**Records supplied:**

#[cfg(test)]
mod tests {
    use super::*;
    use crate::context::LayoutConfig;
    use tempfile::TempDir;

    const T0: u64 = 1_600_000_000_000_000_000;
    const T1: u64 = 1_600_000_100_000_000_000;
    const T2: u64 = 1_600_000_200_000_000_000;

    fn setup() -> (TempDir, WorkspaceContext, OperationStore) {
        let dir = TempDir::new().unwrap();
        let ctx = WorkspaceContext::new(LayoutConfig::new(dir.path())).unwrap();
        let store = OperationStore::new(ctx.clone());
        (dir, ctx, store)
    }

    fn write_at(ctx: &WorkspaceContext, rel: &str, mtime: u64) {
        let p = ctx.abs(rel);
        ctx.fs().write(&p, b"x").unwrap();
        ctx.fs().set_mtime(&p, mtime).unwrap();
    }

    fn created_by(op: &str, script: &str, target: &str) -> Link {
        Link {
            kind: LinkKind::CreatedBy,
            source: op.to_string(),
            source_file: script.to_string(),
            target: target.to_string(),
            target_file: target.to_string(),
            update_script: Some(op.to_string()),
            update_script_file: Some(script.to_string()),
            is_fast: false,
        }
    }

    fn depends_on(source: &str, op: &str, script: &str) -> Link {
        Link {
            kind: LinkKind::DependsOn,
            source: source.to_string(),
            source_file: source.to_string(),
            target: op.to_string(),
            target_file: script.to_string(),
            update_script: None,
            update_script_file: Some(script.to_string()),
            is_fast: false,
        }
    }

    fn activated_targets(rounds: &[Vec<Activation>]) -> Vec<String> {
        rounds
            .iter()
            .flatten()
            .filter(|a| a.activated)
            .map(|a| a.link.target.clone())
            .collect()
    }

    #[test]
    fn test_fresh_target_not_activated() {
        let (_dir, ctx, mut store) = setup();
        write_at(&ctx, "src/raw.csv", T0);
        write_at(&ctx, "gen.flow", T0);
        write_at(&ctx, "out/data", T1);
        let links = vec![
            depends_on("src/raw.csv", "gen.build", "gen.flow"),
            created_by("gen.build", "gen.flow", "out/data"),
        ];
        // gen.flow has no parseable op times here; file mtime T0 is used.
        let rounds = propagate_with_times(
            &ctx,
            &mut store,
            &NoCreatedTimes,
            &links,
            &["src".to_string()],
            &PropagateOptions::default(),
        );
        assert!(activated_targets(&rounds).is_empty());
    }

    #[test]
    fn test_stale_chain_activates_downstream() {
        let (_dir, ctx, mut store) = setup();
        write_at(&ctx, "src/raw.csv", T2);
        write_at(&ctx, "gen.flow", T0);
        write_at(&ctx, "out/data", T1);
        write_at(&ctx, "use.flow", T0);
        write_at(&ctx, "out/report", T1);
        let links = vec![
            depends_on("src/raw.csv", "gen.build", "gen.flow"),
            created_by("gen.build", "gen.flow", "out/data"),
            depends_on("out/data", "use.consume", "use.flow"),
            created_by("use.consume", "use.flow", "out/report"),
        ];
        let rounds = propagate_with_times(
            &ctx,
            &mut store,
            &NoCreatedTimes,
            &links,
            &["src".to_string()],
            &PropagateOptions::default(),
        );
        let targets = activated_targets(&rounds);
        assert!(targets.contains(&"gen.build".to_string()));
        assert!(targets.contains(&"out/data".to_string()));
        assert!(targets.contains(&"use.consume".to_string()));
        assert!(targets.contains(&"out/report".to_string()));
    }

    #[test]
    fn test_missing_target_forces() {
        let (_dir, ctx, mut store) = setup();
        write_at(&ctx, "src/raw.csv", T0);
        write_at(&ctx, "gen.flow", T1);
        // out/data never created.
        let links = vec![
            depends_on("src/raw.csv", "gen.build", "gen.flow"),
            created_by("gen.build", "gen.flow", "out/data"),
        ];
        let rounds = propagate_with_times(
            &ctx,
            &mut store,
            &NoCreatedTimes,
            &links,
            &["gen.build".to_string()],
            &PropagateOptions::default(),
        );
        let missing: Vec<&Activation> = rounds
            .iter()
            .flatten()
            .filter(|a| a.link.target == "out/data")
            .collect();
        assert!(!missing.is_empty());
        assert!(missing.iter().all(|a| a.activated && a.out_mark.is_forced()));
    }

    #[test]
    fn test_cycle_returns_partial_rounds() {
        let (_dir, ctx, mut store) = setup();
        write_at(&ctx, "a.flow", T2);
        write_at(&ctx, "b.flow", T0);
        write_at(&ctx, "out/a", T0);
        write_at(&ctx, "out/b", T1);
        let links = vec![
            created_by("a.make", "a.flow", "out/a"),
            depends_on("out/a", "b.make", "b.flow"),
            created_by("b.make", "b.flow", "out/b"),
            depends_on("out/b", "a.make", "a.flow"),
        ];
        let rounds = propagate_with_times(
            &ctx,
            &mut store,
            &NoCreatedTimes,
            &links,
            &["a.make".to_string()],
            &PropagateOptions::default(),
        );
        assert!(!rounds.is_empty());
    }

    #[test]
    fn test_protect_computed_flags_hand_edit() {
        struct Fixed(u64);
        impl CreatedTimeSource for Fixed {
            fn created_time(&self, target: &str) -> Option<u64> {
                (target == "out/data").then_some(self.0)
            }
        }
        let (_dir, ctx, mut store) = setup();
        write_at(&ctx, "src/raw.csv", T0);
        write_at(&ctx, "gen.flow", T0);
        // Target modified after its recorded creation time.
        write_at(&ctx, "out/data", T2);
        let links = vec![
            depends_on("src/raw.csv", "gen.build", "gen.flow"),
            created_by("gen.build", "gen.flow", "out/data"),
        ];
        let mut opts = PropagateOptions::default();
        opts.protect_computed = true;
        let rounds = propagate_with_times(
            &ctx,
            &mut store,
            &Fixed(T1),
            &links,
            &["gen.build".to_string()],
            &opts,
        );
        assert!(activated_targets(&rounds).contains(&"out/data".to_string()));
    }
}
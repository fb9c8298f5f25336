// Dotflow
// Copyright (C) 2025 Synerthink

// This program is free software: you can redistribute it and/or modify
// it under the terms of the GNU Affero General Public License as published by
// the Free Software Foundation, either version 3 of the License, or
// (at your option) any later version.

// This program is distributed in the hope that it will be useful,
// but WITHOUT ANY WARRANTY; without even the implied warranty of
// MERCHANTABILITY or FITNESS FOR A PARTICULAR PURPOSE.  See the
// GNU Affero General Public License for more details.

// You should have received a copy of the GNU Affero General Public License
// along with this program.  If not, see <http://www.gnu.org/licenses/>.

use crate::script::{Expr, FnDef, Stmt};
use serde::{Deserialize, Serialize};
use sha3::{Digest, Sha3_256};
use tracing::warn;

/// Parameter and attribute names carrying dependency metadata.
const META_DEPENDS_ON: &str = "depends_on";
const META_CREATES: &str = "creates";
const META_USES: &str = "uses";
const META_FAST: &str = "fast";

#[derive(Debug, Clone, Copy, PartialEq, Eq, Serialize, Deserialize)]
pub enum PartKind {
    /// A top-level `fn`.
    Function,
    /// A top-level `let`.
    Binding,
}

/// Dependency metadata an operation declares about itself, merged from
/// parameter defaults and `#[...]` attributes.
#[derive(Debug, Clone, Default, PartialEq, Serialize, Deserialize)]
pub struct DeclaredMeta {
    pub depends_on: Vec<String>,
    pub creates: Vec<String>,
    pub uses: Vec<String>,
    /// Fast operations are trusted to be cheap and deterministic; their
    /// targets are not quarantined during execution.
    pub is_fast: bool,
}

impl DeclaredMeta {
    /// Read metadata from a function definition. Values come from default
    /// arguments named `depends_on` / `creates` / `uses` and from attributes
    /// of the same names; both sources contribute, attributes appended after
    /// defaults. `#[fast]` or a `fast = true` default marks a fast operation.
    pub fn from_function(def: &FnDef) -> DeclaredMeta {
        let mut meta = DeclaredMeta::default();
        for param in &def.params {
            let Some(default) = &param.default else { continue };
            match param.name.as_str() {
                META_DEPENDS_ON => meta.depends_on.extend(default.string_values()),
                META_CREATES => meta.creates.extend(default.string_values()),
                META_USES => meta.uses.extend(default.string_values()),
                META_FAST => {
                    if let Expr::Bool(b) = default {
                        meta.is_fast = *b;
                    }
                }
                _ => {}
            }
        }
        for attr in &def.attrs {
            let values = || attr.args.iter().flat_map(Expr::string_values);
            match attr.name.as_str() {
                META_DEPENDS_ON => meta.depends_on.extend(values()),
                META_CREATES => meta.creates.extend(values()),
                META_USES => meta.uses.extend(values()),
                META_FAST => meta.is_fast = true,
                other => {
                    warn!(function = %def.name, attribute = other, "unknown attribute ignored");
                }
            }
        }
        meta
    }
}

/// Structural identity of a part.
///
/// `Volatile` marks parts whose value cannot be compared structurally
/// (bindings containing lambdas). A volatile fingerprint compares unequal
/// to everything, itself included, so such parts always count as changed.
#[derive(Debug, Clone, Serialize, Deserialize)]
pub enum Fingerprint {
    Stable([u8; 32]),
    Volatile,
}

impl PartialEq for Fingerprint {
    fn eq(&self, other: &Self) -> bool {
        match (self, other) {
            (Fingerprint::Stable(a), Fingerprint::Stable(b)) => a == b,
            _ => false,
        }
    }
}

impl Fingerprint {
    /// Fingerprint of a function: parameters, attributes and body, with a
    /// leading docstring expression dropped so editing documentation does
    /// not dirty downstream targets.
    pub fn of_function(def: &FnDef) -> Fingerprint {
        let body: Vec<&Stmt> = def
            .body
            .iter()
            .enumerate()
            .filter(|(i, s)| !(*i == 0 && matches!(s, Stmt::Expr(Expr::Str(_)))))
            .map(|(_, s)| s)
            .collect();
        let subject = (&def.params, &def.attrs, body);
        match bincode::serde::encode_to_vec(&subject, bincode::config::standard()) {
            Ok(bytes) => Fingerprint::Stable(Sha3_256::digest(&bytes).into()),
            Err(_) => Fingerprint::Volatile,
        }
    }

    /// Fingerprint of a top-level binding. Lambda-bearing values are
    /// volatile.
    pub fn of_binding(value: &Expr) -> Fingerprint {
        if value.contains_lambda() {
            return Fingerprint::Volatile;
        }
        match bincode::serde::encode_to_vec(value, bincode::config::standard()) {
            Ok(bytes) => Fingerprint::Stable(Sha3_256::digest(&bytes).into()),
            Err(_) => Fingerprint::Volatile,
        }
    }
}

/// One stored part of a script.
#[derive(Debug, Clone, PartialEq, Serialize, Deserialize)]
pub struct StoredPart {
    pub kind: PartKind,
    pub fingerprint: Fingerprint,
    pub meta: DeclaredMeta,
}

#[cfg(test)]
mod tests {
    use super::*;
    use crate::script::parse_module;

    fn first_fn(src: &str) -> FnDef {
        parse_module(src).unwrap().functions().next().unwrap().clone()
    }

    #[test]
    fn test_meta_from_defaults_and_attrs() {
        let f = first_fn(
            r#"
            #[creates("out/b")]
            #[fast]
            fn build(creates = "out/a", depends_on = ("gen.flow", "src/x.csv")) {
                run()
            }
            "#,
        );
        let meta = DeclaredMeta::from_function(&f);
        assert_eq!(meta.creates, vec!["out/a", "out/b"]);
        assert_eq!(meta.depends_on, vec!["gen.flow", "src/x.csv"]);
        assert!(meta.is_fast);
    }

    #[test]
    fn test_docstring_does_not_change_fingerprint() {
        let a = first_fn("fn f() { \"old doc\"\n run() }");
        let b = first_fn("fn f() { \"new doc\"\n run() }");
        assert_eq!(Fingerprint::of_function(&a), Fingerprint::of_function(&b));
        let c = first_fn("fn f() { \"new doc\"\n run(1) }");
        assert_ne!(Fingerprint::of_function(&b), Fingerprint::of_function(&c));
    }

    #[test]
    fn test_volatile_never_equal() {
        let m = parse_module("let f = |x| x").unwrap();
        let Stmt::Let { value, .. } = &m.items[0] else { panic!() };
        let fp = Fingerprint::of_binding(value);
        assert_ne!(fp.clone(), fp);
    }
}
// Dotflow
// Copyright (C) 2025 Synerthink

// This program is free software: you can redistribute it and/or modify
// it under the terms of the GNU Affero General Public License as published by
// the Free Software Foundation, either version 3 of the License, or
// (at your option) any later version.

// This program is distributed in the hope that it will be useful,
// but WITHOUT ANY WARRANTY; without even the implied warranty of
// MERCHANTABILITY or FITNESS FOR A PARTICULAR PURPOSE.  See the
// GNU Affero General Public License for more details.

// You should have received a copy of the GNU Affero General Public License
// along with this program.  If not, see <http://www.gnu.org/licenses/>.

//! Shared primitives for the dotflow engine
//!
//! Everything in here is about the three currencies the dependency engine
//! trades in: workspace-relative slash paths, dotted operation names, and
//! modification stamps. Higher layers (link extraction, graph propagation,
//! the update driver) all speak these types.

pub mod name;
pub mod pathing;
pub mod stamp;

pub use name::{
    SCRIPT_EXT, candidate_paths, is_dot_path, is_script_path, longest_existing_path, module_name,
    to_slash,
};
pub use pathing::{dirname, normalize, path_along, strictly_along, suffix_below, with_trailing_slash};
pub use stamp::{Stamp, epoch_seconds_label, now_nanos, time_to_nanos};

**Exercise directions:** Reproduce every line above that contains the string "opts".

**Answer to this exercise:**
        let mut opts = PropagateOptions::default();
        opts.protect_computed = true;
            &opts,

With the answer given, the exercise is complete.